Le États-Unis interdisent le colorant rouge numéro 3, un additif alimentaire controversé, suite à des études liant son utilisation à des risques pour la santé, notamment le cancer de la thyroïde chez les rongeurs. Ce choix soulève des interrogations sur la sécurité des colorants dans l’alimentation et leurs effets à long terme.
Aux États-Unis, la Food and Drug Administration (FDA) a décidé d’interdire le colorant rouge numéro 3 (red dye No. 3), connu sous le nom d’érythrosine (E127), un additif synthétique dérivé du pétrole, utilisé dans de nombreux produits alimentaires et pharmaceutiques. L’érithrosine est particulièrement présente dans les confiseries, les glaçons, les glaces, les cerises confites, ainsi que dans certains médicaments et cosmétiques.
La régulation de ce colorant varie d’un pays à l’autre. Aux États-Unis, il était déjà interdit depuis les années 90 dans les cosmétiques et les médicaments topiques, mais pas dans les aliments. En revanche, l’Union Européenne l’a interdit depuis 1994, à l’exception de certains produits comme les cerises confites utilisées dans des desserts. La FDA a réévalué plusieurs fois la sécurité de cet additif et, après de nombreux débats entre scientifiques, entreprises et régulateurs, a pris la décision d’interdire définitivement sa vente. Les entreprises alimentaires disposent jusqu’au 15 janvier 2027 pour se conformer, tandis que l’industrie pharmaceutique a un an de plus.

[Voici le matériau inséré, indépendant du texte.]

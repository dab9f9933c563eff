use std::{sync::Arc, time::Duration};

use chrono::Utc;
use reqwest::{Client, Url};
use serde_json::Value;
use tokio::{net::TcpListener, sync::Mutex};

use crate::{
    config::SpotifySettings,
    error::AuthError,
    server::start_api_server,
    types::{PkceToken, Token},
    utils, warning,
};

/// How long the user has to grant access in the browser.
const AUTH_TIMEOUT_SECS: u64 = 120;

/// Runs the OAuth 2.0 PKCE flow and returns the obtained token.
///
/// 1. Generates the code verifier, its SHA256 challenge and a random `state`
/// 2. Binds the local callback server on `server_address`
/// 3. Opens the authorization URL in the default browser
/// 4. Waits for the callback handler to exchange the code for a token
///
/// The token is only kept in memory; nothing is written to disk.
pub async fn auth(settings: &SpotifySettings, server_address: &str) -> Result<Token, AuthError> {
    let code_verifier = utils::generate_code_verifier();
    let code_challenge = utils::generate_code_challenge(&code_verifier);
    let state = utils::generate_state();

    let shared_state: Arc<Mutex<Option<PkceToken>>> = Arc::new(Mutex::new(Some(PkceToken {
        code_verifier,
        state: state.clone(),
        token: None,
    })));

    let listener = TcpListener::bind(server_address)
        .await
        .map_err(|e| AuthError::Server(format!("cannot bind {server_address}: {e}")))?;

    let server_state = Arc::clone(&shared_state);
    let server_settings = Arc::new(settings.clone());
    let server = tokio::spawn(async move {
        if let Err(e) = start_api_server(listener, server_state, server_settings).await {
            log::error!("callback server stopped: {e}");
        }
    });

    let auth_url = authorize_url(settings, &code_challenge, &state)?;
    if webbrowser::open(&auth_url).is_err() {
        warning!(
            "Failed to open browser. Please navigate to the following URL manually:\n{}",
            auth_url
        )
    }

    let token = wait_for_token(shared_state, Duration::from_secs(AUTH_TIMEOUT_SECS)).await;
    server.abort();

    token.ok_or(AuthError::TimedOut(AUTH_TIMEOUT_SECS))
}

/// Builds the Spotify authorize URL with all parameters URL-encoded.
pub fn authorize_url(
    settings: &SpotifySettings,
    code_challenge: &str,
    state: &str,
) -> Result<String, AuthError> {
    let url = Url::parse_with_params(
        &settings.auth_url,
        &[
            ("client_id", settings.client_id.as_str()),
            ("response_type", "code"),
            ("redirect_uri", settings.redirect_uri.as_str()),
            ("code_challenge", code_challenge),
            ("code_challenge_method", "S256"),
            ("scope", settings.scope.as_str()),
            ("state", state),
        ],
    )
    .map_err(|e| AuthError::Url(e.to_string()))?;

    Ok(url.to_string())
}

/// Polls the shared state once per second until the callback stored a token
/// or `max_wait` elapsed.
async fn wait_for_token(
    shared_state: Arc<Mutex<Option<PkceToken>>>,
    max_wait: Duration,
) -> Option<Token> {
    use std::time::Instant;

    let start = Instant::now();

    while start.elapsed() < max_wait {
        let lock = shared_state.lock().await;
        if let Some(pkce_token) = lock.as_ref() {
            if let Some(token) = &pkce_token.token {
                return Some(token.clone());
            }
        }
        drop(lock);
        tokio::time::sleep(Duration::from_secs(1)).await;
    }

    None
}

/// Exchanges an authorization code plus the PKCE verifier for a token.
pub async fn exchange_code_pkce(
    settings: &SpotifySettings,
    code: &str,
    verifier: &str,
) -> Result<Token, AuthError> {
    let client = Client::builder().timeout(settings.timeout).build()?;
    let res = client
        .post(&settings.token_url)
        .form(&[
            ("grant_type", "authorization_code"),
            ("client_id", settings.client_id.as_str()),
            ("code", code),
            ("code_verifier", verifier),
            ("redirect_uri", settings.redirect_uri.as_str()),
        ])
        .send()
        .await?
        .error_for_status()?;

    let json: Value = res.json().await?;
    parse_token_response(&json)
}

/// Reads a token endpoint response. `refresh_token` is optional because the
/// refresh grant may not rotate it.
pub fn parse_token_response(json: &Value) -> Result<Token, AuthError> {
    let access_token = json["access_token"]
        .as_str()
        .ok_or(AuthError::MissingField("access_token"))?;

    Ok(Token {
        access_token: access_token.to_string(),
        refresh_token: json["refresh_token"]
            .as_str()
            .unwrap_or_default()
            .to_string(),
        scope: json["scope"].as_str().unwrap_or_default().to_string(),
        expires_in: json["expires_in"].as_u64().unwrap_or(3600),
        obtained_at: Utc::now().timestamp() as u64,
    })
}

La raison principale de cette interdiction vient de deux études montrant que des doses élevées du colorant provoquent un cancer de la thyroïde chez les rats mâles, même si la FDA précise que ce mécanisme biologique n’est pas observé chez les humains. Le retrait est lié à une pétition demandant si la clause Delaney, qui interdit l’utilisation d’additifs reconnus comme cancérigènes, s’applique à ce colorant. Malgré l’absence de preuves de risques pour les humains, la démonstration du lien avec le cancer chez les rongeurs a conduit à l’interdiction.
Ce processus a été long et jalonné de conflits, en raison de la complexité réglementaire autour de la clause Delaney. Des études ont également associé la consommation d’érythrosine à divers problèmes de santé tels que l’hypertyroïdie, l’asthme, l’insomnie et des allergies. Une étude de 2011 a conclu que l’érythrosine a un “effet minimal” à des doses orales de 200 mg par jour, tandis qu’une dose de 60 mg n’affiche aucun effet. Compte tenu de l’utilisation moyenne, évaluée à 0,0031 mg/kg de poids corporel par jour, le panel d’experts de l’ESFA était rassuré sur la sécurité de l’additif. Toutefois, l’interdiction de la FDA pourrait inciter une nouvelle évaluation en UE et conduire à un interdiction complète de l’érythrosine, au profit d’autres colorants sans risques connus.